My data are openly available at :
http://www12.statcan.gc.ca/census-recensement/2011/geo/bound-limit/files-fichiers/2016/lda_000b16a_e.zip

I was thinking of scripting the solution so I can change the size of the cluster, but my ideal cluster size would be around 1000 polygons per group.

Best Answer

I finally found a way, I scripted my own clustering function in R which works relatively great. The idea is to start from the neighbor list and iteratively make groups. The algorithm looks a little bit like that:

  1. Make one group
    1. select first polygon
    2. find it's neighbors
    3. group them
    4. find the neigbors neighbors
    5. group them
    6. repeat until target size reach
  2. Remove all polygons grouped before from the neighbors list
  3. repeat 1 and 2 until no more polygons are availables
  4. Fuse the small leftover groups to majors groups

I coded this algorithm in R in the form of 4 functions.
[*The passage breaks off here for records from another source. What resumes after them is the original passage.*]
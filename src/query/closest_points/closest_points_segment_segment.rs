use crate::math::{Isometry, Point, Real, DEFAULT_EPSILON};
use crate::shape::{Segment, SegmentPointLocation};

/// Closest points between two segments.
///
/// `seg2` is transformed by `pos12`. Both returned points are expressed in the local-space of
/// `seg1`.
#[inline]
pub fn closest_points_segment_segment(
    pos12: &Isometry<Real>,
    seg1: &Segment,
    seg2: &Segment,
) -> (Point<Real>, Point<Real>) {
    let seg2_1 = seg2.transformed(pos12);
    let (loc1, loc2) = closest_points_segment_segment_with_locations(seg1, &seg2_1);
    (seg1.point_at(&loc1), seg2_1.point_at(&loc2))
}

/// Locations of the closest points between two segments expressed in the same space.
///
/// Parallel segments yield one of their pairs of closest points. Zero-length segments are
/// treated as points.
pub fn closest_points_segment_segment_with_locations(
    seg1: &Segment,
    seg2: &Segment,
) -> (SegmentPointLocation, SegmentPointLocation) {
    // Minimizes |seg1.a + s d1 - seg2.a - t d2|² over the unit square, as in Ericson's
    // "Real-Time Collision Detection", 5.1.9.
    let d1 = seg1.scaled_direction();
    let d2 = seg2.scaled_direction();
    let r = seg1.a - seg2.a;
    let len1 = d1.norm_squared();
    let len2 = d2.norm_squared();
    let f = d2.dot(&r);
    let clamp01 = |x: Real| x.clamp(0.0, 1.0);

    let (s, t) = match (len1 <= DEFAULT_EPSILON, len2 <= DEFAULT_EPSILON) {
        (true, true) => (0.0, 0.0),
        (true, false) => (0.0, clamp01(f / len2)),
        (false, true) => (clamp01(-d1.dot(&r) / len1), 0.0),
        (false, false) => {
            let b = d1.dot(&d2);
            let c = d1.dot(&r);
            let denom = len1 * len2 - b * b;

            // Parallel segments start from `seg1.a`.
            let s = if denom > DEFAULT_EPSILON * len1 * len2 {
                clamp01((b * f - c * len2) / denom)
            } else {
                0.0
            };
            let t = (b * s + f) / len2;

            if t < 0.0 {
                (clamp01(-c / len1), 0.0)
            } else if t > 1.0 {
                (clamp01((b - c) / len1), 1.0)
            } else {
                (s, t)
            }
        }
    };

    (location(s), location(t))
}

fn location(s: Real) -> SegmentPointLocation {
    if s <= 0.0 {
        SegmentPointLocation::OnVertex(0)
    } else if s >= 1.0 {
        SegmentPointLocation::OnVertex(1)
    } else {
        SegmentPointLocation::OnEdge([1.0 - s, s])
    }
}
They are available on my github. It may not be perfect but it works well enough for my need and I manage to get it to work on a fairly large shape (~13000 polygons). It's weakness are potentially:

  • Can produce group of size quite different from target size (e.g. aiming at 1000 finishing qith 1400)
  • the shape of the groups are not optimized (like bubble shaped)

Here is the code for the 4 main functions (however, github version is more recent):

## function to make individual groups
make_a_group <- function(neighb_list, gr_size) {

  # make first group
  gr <- list(gr = c(as.numeric(names(neighb_list)[1]), neighb_list[[1]]),
             eval = as.numeric(names(neighb_list)[1]))
  nn <- length(gr$gr)

  # Until you reach target cluster size, do:
  while(nn < gr_size){

    # find neighbours to evaluate
    to_eval <- gr$gr[!gr$gr %in% gr$eval]
    if(length(to_eval)==0) break() # if none, stop
    i = 1
    nb_to_eval <- length(to_eval)

    # and evaluate them sequentially until you did them al or reach target size
    while(nn < gr_size & i<=nb_to_eval){
      gr$gr <- unique(c(gr$gr, neighb_list[[as.character(to_eval[i])]]))
      i = i+1
      nn <- length(gr$gr)
    }

    # update the info on which polygon was evaluated
    gr$eval <- c(gr$eval, to_eval[1:(i-1)])
  }
  lapply(gr, sort)
}

## function that group the leftover polygons
##  (sometime, a polygon looses all it's neighbors because they were assign other groups)
group_empty_pol <- function(pol_name, neighb_list, the_groups){

  # find the original neighbors of this polygon
  all_ne <-neighb_list[[pol_name]]

  # Find the group which has the most polygons in common with its neighbors
  better_gr <- which.max(sapply(the_groups, function(xx) sum(xx %in% all_ne)))

  # add him to the group
  the_groups[[better_gr]] <- sort(c(as.numeric(pol_name), the_groups[[better_gr]]))
  the_groups
}



## Function to split the whole shape in groups from neighbours list

cluster_neighbours <- function(neighb_list, gr_size){

  # initialize object
  ll_group <- list()
  neighb_temp <- neighb_list

  # until all are neighbors list is empty, do:
  while(length(neighb_temp)>0){

    # Make a group
    res1 <- make_a_group(neighb_list = neighb_temp, gr_size = gr_size)

    # save the group
    ll_group <- append(ll_group, list(res1$gr))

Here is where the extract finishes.